Who is the real hero in Thai Jones’s history, "More Powerful than Dynamite: Radicals, Plutocrats, Progressives, and New York's Year of Anarchy"? It certainly isn’t dynamite, as the title of this book indicates. The superrich – J. D. Rockefeller and his son, “Junior,” as Jones refers to him - aren’t heroic either, but many of the radicals, such as Alexander Berkman, aren’t held up as paragons of revolutionary virtue either. A Russian-born anarchist, lover of Emma Goldman and many other women, Berkman tried to assassinate Henry Frick, the steel tycoon, and couldn’t shoot straight. Frick survived. Berkman was arrested, tried, found guilty, imprisoned, and released. By 1914, he was back on the streets of New York again, walking the radical walk and talking the radical talk all through “New York’s Year of Anarchy.”

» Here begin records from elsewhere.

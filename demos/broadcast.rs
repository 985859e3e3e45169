//! A dispatcher on core 0 broadcasts one `Notify` to every actor on every
//! core; three workers split across two cores each see it exactly once.
//! Run with `cargo run --example broadcast`.

use vcore_rt::engine::EngineConfig;
use vcore_rt::prelude::*;

#[derive(Debug, Clone, Copy)]
struct Notify(&'static str);

struct Worker;

impl Actor for Worker {
    fn on_init(&mut self, ctx: &mut ActorContext<'_, Self>) -> bool {
        ctx.register_event::<Notify>();
        true
    }
}

impl Handler<Notify> for Worker {
    fn on(&mut self, Notify(message): Notify, ctx: &mut ActorContext<'_, Self>) {
        println!("worker {} (core {}): {message}", ctx.id(), ctx.core_id());
        ctx.kill();
    }
}

struct Dispatcher;

impl Actor for Dispatcher {
    fn on_init(&mut self, ctx: &mut ActorContext<'_, Self>) -> bool {
        ctx.broadcast(Notify("rolling restart"));
        ctx.kill();
        true
    }
}

fn main() {
    tracing_subscriber::fmt::init();

    let config = match EngineConfig::builder().with_core_count(2).build() {
        Ok(config) => config,
        Err(e) => {
            eprintln!("invalid engine config: {e}");
            return;
        }
    };
    let engine = Engine::with_config(config);

    for (core_id, label) in [(0, "worker 1"), (1, "worker 2"), (1, "worker 3")] {
        if let Err(e) = engine.add_actor(core_id, Worker) {
            eprintln!("failed to add {label}: {e}");
            return;
        }
    }
    if let Err(e) = engine.add_actor(0, Dispatcher) {
        eprintln!("failed to add dispatcher: {e}");
        return;
    }

    engine.start(true);
    assert!(!engine.has_error());
}
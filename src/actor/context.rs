//! The handle a running actor uses to talk back to its core (ยง4.4).

use std::cell::RefCell;
use std::rc::Rc;

use crate::event::{type_id_of, CallbackThunk, CoreOps, Event, EventHeader, Frame, Thunk};
use crate::id::ActorId;

use super::traits::{Actor, Handler, ICallback};

/// Everything a `Handler::on` or `Actor::on_init` call needs: this actor's
/// own id, the source of the event currently being handled (if any), and a
/// route back into the owning core for sends, registrations and self-kill.
///
/// `current_source` is set by the dispatch thunk from the frame's header
/// before the handler runs, which is what lets [`ActorContext::reply`] and
/// [`ActorContext::forward`] address the *original* sender rather than this
/// actor.
pub struct ActorContext<'a, A: Actor> {
    id: ActorId,
    current_source: Option<ActorId>,
    core: &'a mut dyn CoreOps,
    self_handle: Rc<RefCell<A>>,
}

impl<'a, A: Actor> ActorContext<'a, A> {
    pub(crate) fn new(id: ActorId, core: &'a mut dyn CoreOps, self_handle: Rc<RefCell<A>>) -> Self {
        Self {
            id,
            current_source: None,
            core,
            self_handle,
        }
    }

    pub(crate) fn with_source(
        id: ActorId,
        source: ActorId,
        core: &'a mut dyn CoreOps,
        self_handle: Rc<RefCell<A>>,
    ) -> Self {
        Self {
            id,
            current_source: Some(source),
            core,
            self_handle,
        }
    }

    /// This actor's own address.
    pub fn id(&self) -> ActorId {
        self.id
    }

    /// The sender of the event currently being handled, if this call was
    /// reached through event dispatch rather than `on_init`/a callback.
    pub fn source(&self) -> Option<ActorId> {
        self.current_source
    }

    pub fn core_id(&self) -> u16 {
        self.core.core_id()
    }

    /// Point-to-point send: `destination` must name a single concrete
    /// actor, never a broadcast id (use the `broadcast*` family for that —
    /// fan-out needs to duplicate the payload, which requires `E: Clone`).
    fn send(&mut self, source: ActorId, destination: ActorId, event: impl Event) {
        let alive = self.core.is_alive(destination);
        let header = EventHeader {
            type_id: type_id_of_val(&event),
            source,
            destination,
            alive,
            is_live: false,
            size_bytes: std::mem::size_of_val(&event) as u32,
        };
        self.core.enqueue(destination, Frame::new(header, event));
    }

    /// Fan out `event` to every concrete actor matching `pattern` (§4.1):
    /// one clone per recipient, enqueued exactly like a point-to-point
    /// send so the destination core's liveness check still applies.
    fn send_broadcast<E: Event + Clone>(&mut self, source: ActorId, pattern: ActorId, event: E) {
        for target in self.core.broadcast_targets(pattern) {
            self.send(source, target, event.clone());
        }
    }

    /// Send `event` to `destination`, tagging it with this actor as source.
    /// `destination` must be a concrete actor id, not a broadcast pattern.
    pub fn push<E: Event>(&mut self, destination: ActorId, event: E) {
        self.send(self.id, destination, event);
    }

    /// Send `event` back to the source of the event currently being
    /// handled. A no-op if there is no current source (e.g. from
    /// `on_init`).
    pub fn reply<E: Event>(&mut self, event: E) {
        if let Some(source) = self.current_source {
            self.send(self.id, source, event);
        }
    }

    /// Send `event` to `destination`, preserving the *original* source of
    /// the event currently being handled rather than substituting this
    /// actor's own id.
    pub fn forward<E: Event>(&mut self, destination: ActorId, event: E) {
        let source = self.current_source.unwrap_or(self.id);
        self.send(source, destination, event);
    }

    /// Send `event` to every actor on every core.
    pub fn broadcast<E: Event + Clone>(&mut self, event: E) {
        self.send_broadcast(self.id, ActorId::broadcast_everywhere(), event);
    }

    /// Send `event` to the given service id on every core.
    pub fn broadcast_all_cores<E: Event + Clone>(&mut self, service_id: u16, event: E) {
        self.send_broadcast(self.id, ActorId::broadcast_all_cores(service_id), event);
    }

    /// Send `event` to every actor on this actor's own core.
    pub fn broadcast_core<E: Event + Clone>(&mut self, event: E) {
        let pattern = ActorId::broadcast_id(self.core.core_id());
        self.send_broadcast(self.id, pattern, event);
    }

    /// Bind `A`'s handler for `E`, effective starting the next dispatch
    /// step. Requires `A: Handler<E>`.
    pub fn register_event<E>(&mut self)
    where
        E: Event,
        A: Handler<E>,
    {
        let handle = Rc::clone(&self.self_handle);
        let actor_id = self.id;
        let thunk: Thunk = Box::new(move |frame: Frame, core: &mut dyn CoreOps| {
            let source = frame.header.source;
            let event = frame.into_payload::<E>();
            let mut ctx = ActorContext::with_source(actor_id, source, core, Rc::clone(&handle));
            handle.borrow_mut().on(event, &mut ctx);
        });
        self.core.register_thunk(type_id_of::<E>(), actor_id, thunk);
    }

    /// Remove this actor's binding for `E`, effective starting the next
    /// dispatch step.
    pub fn unregister_event<E: Event>(&mut self) {
        self.core.unregister_thunk(type_id_of::<E>(), self.id);
    }

    /// Opt this actor into a per-tick [`ICallback::on_callback`] invocation,
    /// effective starting the next tick. Calling this twice collapses to a
    /// single registration (§8, Register/Unregister Callback idempotence).
    pub fn register_callback(&mut self)
    where
        A: ICallback,
    {
        let handle = Rc::clone(&self.self_handle);
        let actor_id = self.id;
        let thunk: CallbackThunk = Box::new(move |core: &mut dyn CoreOps| {
            let mut ctx = ActorContext::new(actor_id, core, Rc::clone(&handle));
            handle.borrow_mut().on_callback(&mut ctx);
        });
        self.core.register_callback(actor_id, thunk);
    }

    pub fn unregister_callback(&mut self) {
        self.core.unregister_callback(self.id);
    }

    /// Tear this actor down immediately.
    pub fn kill(&mut self) {
        self.core.kill(self.id);
    }

    /// Escape hatch for sibling modules (`io::timer`, `io::tcp`, ...) that
    /// need to reach the core directly rather than through one of the
    /// methods above. `core` itself stays private so ordinary handler code
    /// only ever sees the typed surface.
    pub(crate) fn raw_core(&mut self) -> &mut dyn CoreOps {
        self.core
    }

    /// Clone of this actor's own handle, for sibling modules building a
    /// fresh `ActorContext` outside of dispatch (`io::callback`).
    pub(crate) fn self_handle(&self) -> Rc<RefCell<A>> {
        Rc::clone(&self.self_handle)
    }
}

fn type_id_of_val<E: Event>(_event: &E) -> u32 {
    type_id_of::<E>()
}
//! Composite scores for dashboard widgets.

use serde::{Deserialize, Serialize};
use std::ops::RangeInclusive;

/// Range every sub-indicator and the composite live in.
pub const SCORE_RANGE: RangeInclusive<f64> = 0.0..=100.0;

#[derive(Debug, Clone, PartialEq, Serialize, Deserialize, schemars::JsonSchema)]
pub struct Indicator {
    /// Display name, e.g. "ahorro" or "endeudamiento"
    pub name: String,
    /// Sub-indicator value on the 0–100 scale
    pub value: f64,
    /// Relative weight; normalized against the other usable indicators
    pub weight: f64,
}

#[derive(Debug, Clone, PartialEq, Serialize)]
pub struct Contribution {
    pub name: String,
    /// Normalized weight; all contributions sum to 1.
    pub weight: f64,
    pub value: f64,
}

#[derive(Debug, Clone, PartialEq, Serialize)]
pub struct Composite {
    pub score: f64,
    pub contributions: Vec<Contribution>,
}

fn usable(indicator: &Indicator) -> bool {
    indicator.value.is_finite() && indicator.weight.is_finite() && indicator.weight > 0.0
}

/// Weighted mean of the usable indicators. `None` when nothing is usable,
/// which the classifier treats as the worst level.
pub fn composite(indicators: &[Indicator]) -> Option<Composite> {
    let kept: Vec<&Indicator> = indicators.iter().filter(|i| usable(i)).collect();
    if kept.len() < indicators.len() {
        tracing::debug!(
            skipped = indicators.len() - kept.len(),
            "ignoring indicators with unusable value or weight"
        );
    }
    // Scale by the largest weight first so the sum stays finite.
    let max = kept.iter().map(|i| i.weight).fold(0.0, f64::max);
    if kept.is_empty() || max <= 0.0 {
        return None;
    }
    let total: f64 = kept.iter().map(|i| i.weight / max).sum();

    let (lo, hi) = (*SCORE_RANGE.start(), *SCORE_RANGE.end());
    let contributions: Vec<Contribution> = kept
        .iter()
        .map(|i| Contribution {
            name: i.name.clone(),
            weight: i.weight / max / total,
            value: i.value.clamp(lo, hi),
        })
        .collect();
    let score = contributions
        .iter()
        .map(|c| c.weight * c.value)
        .sum::<f64>()
        .clamp(lo, hi);

    Some(Composite {
        score,
        contributions,
    })
}

pub fn composite_score(indicators: &[Indicator]) -> Option<f64> {
    composite(indicators).map(|c| c.score)
}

Jones is the perfect, or near-perfect American historian to write about New York radicals and plutocrats. The son of New Leftists and the grandson of Old Leftists, he came of age in the American left, though he’s never accepted as gospel the tenets of the left. I’ve known him since he was a young man and have followed his education at Columbia. His mother, Eleanor Stein, and I were married from 1964 to 1977. I am not an objective reviewer, but I have aimed to be fair and accurate. As a student of the life and work of Jack London, and as the editor of "The Radical Jack London: Writings on War and Revolution," I am familiar with the historical period that Jones writes about. I’m an Old New Leftist myself and have written a biography of Abbie Hoffman entitled "For the Hell of It" that seems more relevant than ever before in light of the Occupy Wall Street movement.
"More Powerful Than Dynamite" recounts two biographies at once: the biography of a year and the biography of a city, the second largest in the world on the eve of World War I, with capitalism in crisis and communism haunting the capitals of the world. Jones tells his epic of New York in 1914 by offering dozens of beautifully crafted portraits of workers without work, anarchists in love with anarchy, reformers plotting reforms, and plutocrats calculating profits and ministering to their own public relations. With one eye on New York City and the American nation now, and another on the city and the nation nearly one hundred years ago, Jones reminds readers that history repeats itself again and again as tragedy, farce, the absurd and the irrelevant.
He reminds readers, too, that the incessant repetitions of history mean nothing at all unless historians lift them out of the obscurity to which they are consigned and magnify them for all the world to see. Jones made an astounding discovery while researching the history of New York in 1914.
Indeed, on July 4, 1914, three anarchists, terrorists, bomb-makers – call them what you will – blew themselves up in a Harlem tenement, and thus failed to carry out their plan to dynamite the estate of John D. Rockefeller, Jr. Their names are largely forgotten now: Arthur Caron, Carl Hanson, and Charles Berg. They were the political ancestors of three members of the Weather Underground - Ted Gold, Diana Oughton, and Terry Robbins - who blew themselves up in a Greenwich Village townhouse in March 1970.
Jones writes compassionately about Caron, Hanson, and Berg. He traces their movements in New York, outlines their ideas and values, but he does not linger too long over them. Rather, he places their individual stories in a larger, far more complex narrative about wealth and power, poverty and powerlessness in an America that seemed ready to blow itself up, and just might have if World War I hadn’t arrived on schedule - and if Woodrow Wilson hadn’t sent American troops to fight in Europe.
"More Powerful Than Dynamite" offers a gallery of stunning portraits of New Yorkers: Mayor John Purroy Mitchel; Chief-Inspector Max Schmittberger; Industrial Workers of the World icon Frank Tannenbaum; and Becky Edelsohn, orphan, anarchist extraordinarie, and lover of Alexander Berkman, who was arrested for calling “Junior” a “multi-murderer.” Jones brings all of these historical figures to life.
Jones tells his history as though he loves it, as though it really matters to him, and as though it ought to matter to us today. Readers who love "More Powerful Than Dynamite" have been saying that it’s “like a novel.” Indeed, it has all the pacing, suspense, and character development associated with those big European novels that take on an entire society. But it is also a work of American history at its best. It offers a story about the past told through the lens of the present.
It is timely, entertaining and uplifting, and it offers real heroes, too, such as Walter Lippmann, the phenomenal American journalist, reporter and artist of the daily newspaper, whose words from 1914 appear open Jones’s masterpiece:
“Patriotism, the Cause, Humanity, Perfection, Righteousness, Liberty – all of them large and windy abstractions to outsiders,” Lippmann wrote, “are more powerful than dynamite to those who feel them.”
Thai Jones will be discussing "More Powerful Than Dynamite" at a reading next Monday, April 23, in Room 523 at Columbia University's Butler Library. It starts at 6:30pm and is open to the public.